Das möchte ich mir auf keinen Fall entgehen lassen; du mußt mich unbedingt
mitnehmen. Ich war noch nie in so einem Rundfunkpalast, den ich schon immer
gern sehen wollte. Dann kann ich auch mal feststellen, wie sie die Pferde zum
Galoppieren und das Wasser zum Sprudeln und Rauschen bringen, wenn die Heldin
beinahe im Fluß ertrinkt! — Oh, Susan, was haben wir noch Vergnügen vor uns!

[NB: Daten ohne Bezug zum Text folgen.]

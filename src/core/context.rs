// ============================================================================
// spark-reactive - Reactive Context
// Thread-local state: the running effect, the batch queue, per-key deps
// and the proxy registries
// ============================================================================

use std::cell::{Cell, RefCell};
use std::mem;
use std::rc::{Rc, Weak};

use rustc_hash::FxHashMap;

use super::target::{Target, TargetInner};
use super::types::{AnyReaction, Dep};
use super::value::Key;
use crate::proxy::registry::ProxyRegistry;

// =============================================================================
// TARGET DEPENDENCIES
// =============================================================================

/// Dependency cells of one raw object, created lazily on first tracked read.
///
/// The links are weak: the effects that read a key own its cell.
pub struct TargetDeps {
    target: Weak<TargetInner>,
    pub deps: FxHashMap<Key, Weak<Dep>>,
}

// =============================================================================
// RUN FRAME
// =============================================================================

/// What an effect run replaced in the context, handed back on exit so
/// nested runs restore their parent exactly.
pub struct RunFrame {
    effect: Option<Weak<dyn AnyReaction>>,
    run_id: u32,
    collected: Vec<Rc<Dep>>,
    untracking: bool,
}

// =============================================================================
// REACTIVE CONTEXT
// =============================================================================

/// Thread-local reactive context holding all global state for reactivity.
pub struct ReactiveContext {
    // =========================================================================
    // RUNNING EFFECT
    // =========================================================================
    /// Effect whose body is executing
    active_effect: RefCell<Option<Weak<dyn AnyReaction>>>,

    /// Reads are not recorded while set
    untracking: Cell<bool>,

    /// Id of the current run, 0 outside any run
    run_id: Cell<u32>,

    last_run_id: Cell<u32>,

    /// Deps read so far by the current run, in first-read order
    collected: RefCell<Vec<Rc<Dep>>>,

    // =========================================================================
    // BATCHING
    // =========================================================================
    batch_depth: Cell<u32>,

    /// Dirty effects waiting for the next flush
    queue: RefCell<Vec<Weak<dyn AnyReaction>>>,

    flushing: Cell<bool>,

    // =========================================================================
    // OBJECT GRAPH
    // =========================================================================
    /// Raw object id -> per-key dependency cells
    pub target_map: RefCell<FxHashMap<usize, TargetDeps>>,

    /// Raw object id -> live proxy, one map per mode
    pub proxies: ProxyRegistry,
}

impl ReactiveContext {
    pub fn new() -> Self {
        Self {
            active_effect: RefCell::new(None),
            untracking: Cell::new(false),
            run_id: Cell::new(0),
            last_run_id: Cell::new(0),
            collected: RefCell::new(Vec::new()),
            batch_depth: Cell::new(0),
            queue: RefCell::new(Vec::new()),
            flushing: Cell::new(false),
            target_map: RefCell::new(FxHashMap::default()),
            proxies: ProxyRegistry::default(),
        }
    }

    // =========================================================================
    // RUNNING EFFECT
    // =========================================================================

    pub fn active_effect(&self) -> Option<Rc<dyn AnyReaction>> {
        self.active_effect.borrow().as_ref().and_then(Weak::upgrade)
    }

    pub fn has_active_effect(&self) -> bool {
        self.active_effect.borrow().is_some()
    }

    /// Set untracking mode, returning the previous value.
    pub fn set_untracking(&self, value: bool) -> bool {
        self.untracking.replace(value)
    }

    pub fn is_untracking(&self) -> bool {
        self.untracking.get()
    }

    /// Make `effect` the running effect with a fresh run id and an empty
    /// read set. Tracking is on for the run even inside a paused region.
    pub fn enter_run(&self, effect: Weak<dyn AnyReaction>) -> RunFrame {
        let run_id = self.last_run_id.get().wrapping_add(1).max(1);
        self.last_run_id.set(run_id);

        RunFrame {
            effect: self.active_effect.replace(Some(effect)),
            run_id: self.run_id.replace(run_id),
            collected: self.collected.replace(Vec::new()),
            untracking: self.untracking.replace(false),
        }
    }

    /// Restore the state saved by `enter_run`, returning the deps the
    /// finished run read.
    pub fn exit_run(&self, frame: RunFrame) -> Vec<Rc<Dep>> {
        *self.active_effect.borrow_mut() = frame.effect;
        self.run_id.set(frame.run_id);
        self.untracking.set(frame.untracking);
        mem::replace(&mut *self.collected.borrow_mut(), frame.collected)
    }

    /// Record a read of `dep` by the current run. Repeat reads in the same
    /// run are ignored.
    pub fn collect(&self, dep: &Rc<Dep>) {
        if !self.has_active_effect() || self.is_untracking() {
            return;
        }
        if dep.first_read_in(self.run_id.get()) {
            self.collected.borrow_mut().push(dep.clone());
        }
    }

    /// Deps collected so far by the current run.
    pub fn collected_count(&self) -> usize {
        self.collected.borrow().len()
    }

    // =========================================================================
    // BATCHING
    // =========================================================================

    /// Increment batch depth, returns new depth
    pub fn enter_batch(&self) -> u32 {
        let depth = self.batch_depth.get() + 1;
        self.batch_depth.set(depth);
        depth
    }

    /// Decrement batch depth, returns new depth
    pub fn exit_batch(&self) -> u32 {
        let depth = self.batch_depth.get().saturating_sub(1);
        self.batch_depth.set(depth);
        depth
    }

    pub fn batch_depth(&self) -> u32 {
        self.batch_depth.get()
    }

    pub fn is_batching(&self) -> bool {
        self.batch_depth.get() > 0
    }

    pub fn enqueue(&self, reaction: Weak<dyn AnyReaction>) {
        self.queue.borrow_mut().push(reaction);
    }

    pub fn drain_queue(&self) -> Vec<Weak<dyn AnyReaction>> {
        self.queue.take()
    }

    /// Set flushing mode, returning the previous value.
    pub fn set_flushing(&self, value: bool) -> bool {
        self.flushing.replace(value)
    }

    pub fn is_flushing(&self) -> bool {
        self.flushing.get()
    }

    // =========================================================================
    // OBJECT GRAPH
    // =========================================================================

    /// Get or create the dependency cell for `(target, key)`.
    ///
    /// An entry left behind by a dead object at the same address is replaced.
    pub fn dep_for(&self, target: &Target, key: &Key) -> Rc<Dep> {
        let mut map = self.target_map.borrow_mut();
        let entry = map.entry(target.id()).or_insert_with(|| TargetDeps {
            target: target.downgrade(),
            deps: FxHashMap::default(),
        });
        if !target.is_same_allocation(&entry.target) {
            entry.target = target.downgrade();
            entry.deps.clear();
        }
        if let Some(dep) = entry.deps.get(key).and_then(Weak::upgrade) {
            return dep;
        }
        let dep = Rc::new(Dep::owned(target.id(), key.clone()));
        entry.deps.insert(key.clone(), Rc::downgrade(&dep));
        dep
    }

    /// Number of keys with a live dependency cell on `target`.
    pub fn dep_count(&self, target: &Target) -> usize {
        self.target_map
            .borrow()
            .get(&target.id())
            .filter(|entry| target.is_same_allocation(&entry.target))
            .map_or(0, |entry| {
                entry.deps.values().filter(|dep| dep.strong_count() > 0).count()
            })
    }
}

impl Default for ReactiveContext {
    fn default() -> Self {
        Self::new()
    }
}

// =============================================================================
// THREAD-LOCAL ACCESS
// =============================================================================

thread_local! {
    static CONTEXT: ReactiveContext = ReactiveContext::new();
}

/// Access the thread-local reactive context.
pub fn with_context<R>(f: impl FnOnce(&ReactiveContext) -> R) -> R {
    CONTEXT.with(f)
}

/// Like `with_context`, but returns `None` once the thread-local has been
/// torn down. Used from destructors.
pub fn try_with_context<R>(f: impl FnOnce(&ReactiveContext) -> R) -> Option<R> {
    CONTEXT.try_with(f).ok()
}

/// Drop the dependency cells of a raw object that is being freed.
pub(crate) fn release_target(id: usize) {
    let removed = try_with_context(|ctx| {
        ctx.target_map
            .try_borrow_mut()
            .ok()
            .and_then(|mut map| map.remove(&id))
    });
    drop(removed);
}

/// Remove the entry of a dependency cell that is being freed, and the
/// object's entry with it once no cells are left.
pub(crate) fn release_dep(target_id: usize, key: &Key, dep: *const Dep) {
    let removed = try_with_context(|ctx| {
        let mut map = ctx.target_map.try_borrow_mut().ok()?;
        let entry = map.get_mut(&target_id)?;
        if entry.deps.get(key).is_some_and(|weak| std::ptr::eq(weak.as_ptr(), dep)) {
            entry.deps.remove(key);
        }
        if entry.deps.is_empty() {
            map.remove(&target_id)
        } else {
            None
        }
    });
    drop(removed);
}

// =============================================================================
// CONVENIENCE FUNCTIONS
// =============================================================================

/// True inside an effect body with tracking enabled.
pub fn is_tracking() -> bool {
    with_context(|ctx| ctx.has_active_effect() && !ctx.is_untracking())
}

/// True inside `untrack`, `peek` or a live `pause_tracking` guard.
pub fn is_untracking() -> bool {
    with_context(|ctx| ctx.is_untracking())
}

/// True inside `batch`.
pub fn is_batching() -> bool {
    with_context(|ctx| ctx.is_batching())
}

// =============================================================================
// TESTS
// =============================================================================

Wer hätte gedacht, daß ich mal eine Freundin haben würde, die sich plötzlich
als berühmte Schriftstellerin entpuppt!« Niemand konnte sich so mitfreuen wie
Larry.
20
Ich schrieb stürmisch weiter
über Belinda und beendete die Serie in vier Tagen. Sonderbar, wie der Mensch
sich beim Schreiben an einen Charakter ganz verlieren kann, um ihn nur
gelegentlich zu verlassen und erst, wenn die Arbeit fertig ist, gleichsam an
die Oberfläche zu kommen und wieder ins normale Leben zu finden. Ich wußte
wohl, daß es den Meistern der Literatur so ging, hatte aber nicht geahnt, daß
es auch bei so geringfügigen Arbeiten der Fall sein konnte.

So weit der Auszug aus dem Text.